It's an indication of just how far we have strayed that Michael Chong's bill merely seeks to put centuries old parliamentary conventions in writing. Not surprisingly, Andrew Coyne writes, there are a chorus of naysayers:
The bill, it was said, would never pass. Or if it did, would make no difference. Worse, it might. Parliament would be destabilized, said some, by a series of democratic “palace coups” against party leaders by their faithless caucuses — the same caucuses who, others maintained, had shown no interest in using their existing power to do the same, and thus had demonstrated it was unwanted. Or rather they had, many times — and thus had proved its superfluity.

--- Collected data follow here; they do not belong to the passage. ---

//! Keymap
//!
//! Key bindings for the dashboard and the login form mapped to actions.

use crossterm::event::{KeyCode, KeyEvent, KeyModifiers};

/// Actions that can be triggered by key presses
#[derive(Debug, Clone, PartialEq, Eq)]
pub enum Action {
    // Dashboard
    OpenLogin,
    Quit,

    // Form navigation
    FocusNext,
    FocusPrev,

    // Confirmation
    Submit,
    Cancel,

    // Text input
    InsertChar(char),
    DeleteChar,
    DeleteCharForward,
    CursorLeft,
    CursorRight,
    CursorHome,
    CursorEnd,
    ClearLine,

    // No action
    None,
}

/// Map key event to action on the dashboard
pub fn dashboard_action(key: KeyEvent) -> Action {
    match (key.code, key.modifiers) {
        (KeyCode::Char('c'), KeyModifiers::CONTROL) => Action::Quit,
        (KeyCode::Char('l'), KeyModifiers::NONE) | (KeyCode::Enter, _) => Action::OpenLogin,
        (KeyCode::Char('q') | KeyCode::Char('Q'), _) | (KeyCode::Esc, _) => Action::Quit,
        _ => Action::None,
    }
}

/// Map key event to action while a text field has focus
pub fn text_input_action(key: KeyEvent) -> Action {
    match (key.code, key.modifiers) {
        (KeyCode::Esc, _) => Action::Cancel,
        (KeyCode::Tab, _) => Action::FocusNext,
        (KeyCode::BackTab, _) => Action::FocusPrev,
        (KeyCode::Enter, _) => Action::Submit,
        (KeyCode::Backspace, _) => Action::DeleteChar,
        (KeyCode::Delete, _) => Action::DeleteCharForward,
        (KeyCode::Left, _) => Action::CursorLeft,
        (KeyCode::Right, _) => Action::CursorRight,
        (KeyCode::Home, _) | (KeyCode::Char('a'), KeyModifiers::CONTROL) => Action::CursorHome,
        (KeyCode::End, _) | (KeyCode::Char('e'), KeyModifiers::CONTROL) => Action::CursorEnd,
        (KeyCode::Char('u'), KeyModifiers::CONTROL) => Action::ClearLine,
        (KeyCode::Char(c), KeyModifiers::NONE | KeyModifiers::SHIFT) => Action::InsertChar(c),
        _ => Action::None,
    }
}

/// Map key event to action while the form or a button has focus
pub fn form_action(key: KeyEvent) -> Action {
    match key.code {
        KeyCode::Tab => Action::FocusNext,
        KeyCode::BackTab => Action::FocusPrev,
        KeyCode::Enter | KeyCode::Char(' ') => Action::Submit,
        KeyCode::Esc | KeyCode::Char('q') | KeyCode::Char('Q') => Action::Cancel,
        _ => Action::None,
    }
}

Remove the power of the leader to decide who may run under the party banner, warned some, and it would lead to a wave of neo-Nazis hijacking nomination meetings. At best, it would empower tiny parliamentary factions to divide and disrupt the party’s business. No, claimed others: giving a majority of caucus the power to expel a member would inevitably give rise to mob rule, and the suppression of unpopular opinions.
Some claim the bill will not pass. But, Coyne writes, "more and more MPs and other influential voices, from James Rajotte to Bob Rae to Hugh Segal, have come out in its favour. "It is people like Pierre Poilievre, with the Orwellian title of Minister for Democratic Reform, who are against the bill.

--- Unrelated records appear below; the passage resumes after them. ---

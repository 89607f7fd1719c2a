use crossterm::event::{KeyCode, KeyEvent, KeyEventKind, KeyModifiers, MouseEvent};

use crate::input::keymap::{dashboard_action, Action};
use crate::login::surface::SurfaceEvent;

use super::App;

impl App {
    /// Handle a key press. Returns true when the app should exit.
    pub fn handle_key(&mut self, key: KeyEvent) -> bool {
        if key.kind != KeyEventKind::Press {
            return false;
        }
        self.mark_dirty();

        if self.login.is_open() {
            if is_interrupt(key) {
                self.login.close(&mut self.surface);
                self.finish_login();
                self.should_quit = true;
                return true;
            }
            if let Some(event) = self.surface.handle_key(key) {
                self.forward_login_event(event);
            }
            return false;
        }

        match dashboard_action(key) {
            Action::OpenLogin => self.open_login(),
            Action::Quit => self.should_quit = true,
            _ => {}
        }
        self.should_quit
    }

    /// Handle a mouse event. Only the login modal reacts to clicks.
    pub fn handle_mouse(&mut self, mouse: MouseEvent) {
        if !self.login.is_open() {
            return;
        }
        if let Some(event) = self.surface.handle_mouse(mouse, self.screen) {
            self.mark_dirty();
            self.forward_login_event(event);
        }
    }

    fn forward_login_event(&mut self, event: SurfaceEvent) {
        let closed = self
            .login
            .dispatch(&mut self.surface, event)
            .is_some_and(|state| !state.is_open());

        if closed {
            self.finish_login();
        }
    }
}

fn is_interrupt(key: KeyEvent) -> bool {
    key.code == KeyCode::Char('c') && key.modifiers.contains(KeyModifiers::CONTROL)
}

Others claim the bill would legalize coup d'etats. We should fear the unknown they say. That's a red herring:
It is easy, of course, to conjure up all manner of devils from the unknown. But in this case the unknown is well known. The proposal before us is merely to replicate the model already in place in the other Westminster democracies: the United Kingdom, Australia and New Zealand. It is, indeed, the model on which this country was founded, and under which it grew to maturity, but from which we have strayed in recent decades. It is to that system — the system of Macdonald and Laurier — that the bill would return us, nothing more.
Chong's bill would reinstate responsible government. We used to believe in it -- government of the people, by the people, for the people.